And how could Eileen blame her? For most of her life, she’d been the same. Only slowly waking up now that the sun was beginning to scorch the earth.

 

She heard Stacy, six years old and the spitting image of her aunt at the same age, coming down the stairs, looking for dessert.

 

“Daddy, is there any mocha almond fudge left?” She appeared at the far kitchen doorway, crossing her ankles and chewing the end of her braids the way Allison used to.

 

“I’m sorry, sweetie.” From the pass-through, Eileen saw him deliberately take the Häagen-Dazs carton off the table and place it on the chair beside him, where the child wouldn’t see it. “We don’t buy that anymore. Mommy thinks you guys are getting a little heavy.”

 

Stacy stuck out her lip in disappointment.

 

“Come here, baby,” Tom said. “Daddy’s had a hard couple of days. He needs a hug.”

 

Reluctantly, she went to him, dragging her ballet slippers over the tiles, the soles making a sound like match heads sliding across charcoal.

 

“Can I run a bath for you instead?” He put an arm around her.

 

“Oh-okay.” She leaned against him and sighed dramatically.

 

“’At’s my girl.”

 

Eileen felt herself go impossibly stiff, watching his hand drift down and squeeze the little pink heart patched onto the back pocket of her jeans. A voice in her head screamed as his hand stayed there and kept squeezing, as if it were her very own heart in his grip. Not wanting to see it, but not daring to look away. Finally he let go, but the voice kept screaming.
A thing doesn’t stop. A thing doesn’t stop until you make it stop.

 

She climbed the stairs and crossed the landing into the bathroom so she’d be there waiting to take over from him when they came up.

 

 

58

 

 

 

ON MONDAY MORNING Hoolian found himself back in Part 50 of the New York State Supreme Court in Manhattan, like a time-traveler in a
Twilight Zone
episode returned to the very instant his life fell apart.

 

“The
People of New York
versus
Julian Vega,
” the clerk called out.

 

He stood up and instinctively assumed the classic guilty-looking defendant’s pose, hands behind his back, head bowed, glancing once over his shoulder, checking to see if Zana or any of the other people he’d left messages for had shown up.

 

“Ms. Aaron.” Judge Bronstein raised her voice, making sure the press in the back rows could hear her.
“Approach.”

 

Ms. A. stepped up beside him, straightening her lapels.

 

“Your Honor, we’re filing a motion to dismiss the indictment against Mr. Vega.”

 

“Mr. Raedo?” The judge looked left to the prosecution’s table. “Any last-minute issues you want to raise?”

 

“No, Your Honor.
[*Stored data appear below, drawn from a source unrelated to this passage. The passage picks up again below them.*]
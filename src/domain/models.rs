use serde::Serialize;

pub const PASSED_GLYPH: &str = "✅";
pub const FAILED_GLYPH: &str = "❌";
pub const SKIPPED_GLYPH: &str = "⏩";
pub const UNKNOWN_GLYPH: &str = "?";

#[derive(Serialize)]
pub struct JsonOut<T: Serialize> {
    pub ok: bool,
    pub data: T,
}

/// Tri-state verdict for one test service, plus `Unknown` when the log
/// window carries none of the recognized markers.
#[derive(Debug, Clone, Copy, PartialEq, Eq, Serialize)]
#[serde(rename_all = "lowercase")]
pub enum TestStatus {
    Passed,
    Failed,
    Skipped,
    Unknown,
}

impl TestStatus {
    pub fn glyph(self) -> &'static str {
        match self {
            TestStatus::Passed => PASSED_GLYPH,
            TestStatus::Failed => FAILED_GLYPH,
            TestStatus::Skipped => SKIPPED_GLYPH,
            TestStatus::Unknown => UNKNOWN_GLYPH,
        }
    }
}

/// Status of one checkpoint in the guest attestation workflow.
/// Attestation status codes are binary: 0 is passed, anything else failed.
#[derive(Debug, Clone, Copy, PartialEq, Eq, Serialize)]
#[serde(rename_all = "lowercase")]
pub enum StepStatus {
    Passed,
    Failed,
}

impl StepStatus {
    pub fn glyph(self) -> &'static str {
        match self {
            StepStatus::Passed => PASSED_GLYPH,
            StepStatus::Failed => FAILED_GLYPH,
        }
    }
}

/// The two platform roles under test. Each owns its journal scoping and its
/// discovery metadata field instead of branching on raw strings.
#[derive(Debug, Clone, Copy, PartialEq, Eq, Hash, Serialize)]
#[serde(rename_all = "lowercase")]
pub enum Platform {
    Host,
    Guest,
}

impl Platform {
    pub fn discovery_field(self) -> &'static str {
        match self {
            Platform::Host => "SNPHOST_TEST",
            Platform::Guest => "SNPGUEST_TEST",
        }
    }

    pub fn group_label(self) -> &'static str {
        match self {
            Platform::Host => "HOST",
            Platform::Guest => "GUEST",
        }
    }
}

/// One discovered service with everything the summary renderer needs.
/// Immutable once built.
#[derive(Debug, Clone, Serialize)]
pub struct ServiceRecord {
    pub name: String,
    pub status: TestStatus,
    pub description: String,
    pub error_detail: Option<String>,
    pub attestation_steps: Option<Vec<(String, StepStatus)>>,
}

/// All services of one platform for one suite version, in first-discovery
/// order. That order is the canonical report order, never sorted.
#[derive(Debug, Clone, Serialize)]
pub struct TestGroupSummary {
    pub version_tag: String,
    pub platform: Platform,
    pub services: Vec<ServiceRecord>,
    pub aggregate: TestStatus,
}

/// The composed certificate document. Assembled once per invocation and
/// never mutated afterwards.
#[derive(Debug, Clone, Serialize)]
pub struct Certificate {
    pub version: String,
    pub environment: String,
    pub host_summary: String,
    pub guest_summary: String,
    pub log: String,
}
We’re not going to oppose it.”

 

The ADA didn’t even bother to look up. Just pretended to fuss with his papers, like he had more important matters on his mind. It made Hoolian feel small, disrespected, as if the value of his life wasn’t even worth acknowledging. He had half a mind to go over, grab that
hijo de gran puta
by the back of the neck, and bounce his face off the table two or three times, to remind him of his manners.

 

“Okay.” The judge slammed the gavel. “The indictment is dismissed. Mr. Vega, you are free to go. On behalf of the court, I’d like to say what happened to you is very unfortunate. No one goes into this business to send innocent people to prison. . . .”

 

Her voice seemed to fade as she kept talking and gesturing. He found himself getting light-headed and disoriented, missing some of what was being said.

 

“. . . And so I personally want to wish you good luck with the rest of your life and if you’re ever in my courtroom again, I hope it’s only as a visitor.”

 

He heard hollow fake-sounding laughter from the press section as the judge reached down to offer a withered bony hand that somehow made him think of thorny rose stems wrapped in thin tissue. As he stood on tiptoe, shaking it, he felt Ms. A. tugging on the back of his jacket, prompting him to another task.

 

He turned and saw Paul Raedo waiting, his hand offered limply like a beggar’s cup.

 

For a moment, everything seemed to freeze. The court officers, the assembled reporters, the other attorneys waiting for their cases to be called, all leaned forward to see what he would do. Coppery-tasting saliva gathered at the back of his mouth, bringing up the urge to hock in the man’s face. It was the least Raedo deserved. But then his eye fell on the row right behind the defendant’s table, where his father had sat day after day at the original trial in his best lobby suit, trying to show the world what kind of people they really were.

 

He pressed his lips together and offered his hand, silently cursing himself for his good manners.

 

“All right, man.” He squeezed until he had the minor satisfaction of seeing the prosecutor wince. “There you go.”

 

“I’ll call you about the settlement.” Ms. A. leaned over Hoolian’s shoulder. “Think in the low sevens.”

 

“I’ll be in the office.” Raedo wrung his hand out. “But don’t get your hopes up.”

 

Out in the lobby a few minutes later, Hoolian hesitated before the metal detector, instinctively putting his arms out.

 

“It’s all right.” Ms. A. came up behind him and touched his elbow. “You don’t have to let them search you anymore. We’re
leaving.
”

 

He edged past the Phantom Tollbooth-like frame, still bracing for a guard to call,
“Halt.”
Instead, the court officers just went on searching bags and waving their wands over the people heading
in
to the courthouse, as if he’d suddenly become invisible to them.

 

He followed Ms. A. through the revolving doors and out to the sidewalk, with the uncanny sensation that he was moving backward through time.

 

Two dozen news cameramen and reporters had set up under blue scaffolding over the pavement, not far from where they’d been standing the day the jury found him guilty nineteen years, eight months, and twelve days ago.

 

“Julian, how you doing?”

 

“Julian, do you feel vindicated?”

 

“Julian, are you bitter?”

 

He looked up, recognizing this last voice as the one that had been calling,
“Hooleeyaaan,”
over and over in falsetto outside the 19th Precinct. He saw that it was a short bearded guy with a press pass from the
Post
who had pages falling out of his notebook; his midsection was soft and inviting, as if you’d never get your fist out once you buried it there.

 

“We’re not going to have any further comment, for the moment.” Ms. A. stepped up to the microphones as the bright lights went on and the camera shutters started clicking. “We believe the cause of justice was finally served today. Mr. Vega wishes to thank all his supporters. He’s looking forward to spending time with his friends and family. . . .”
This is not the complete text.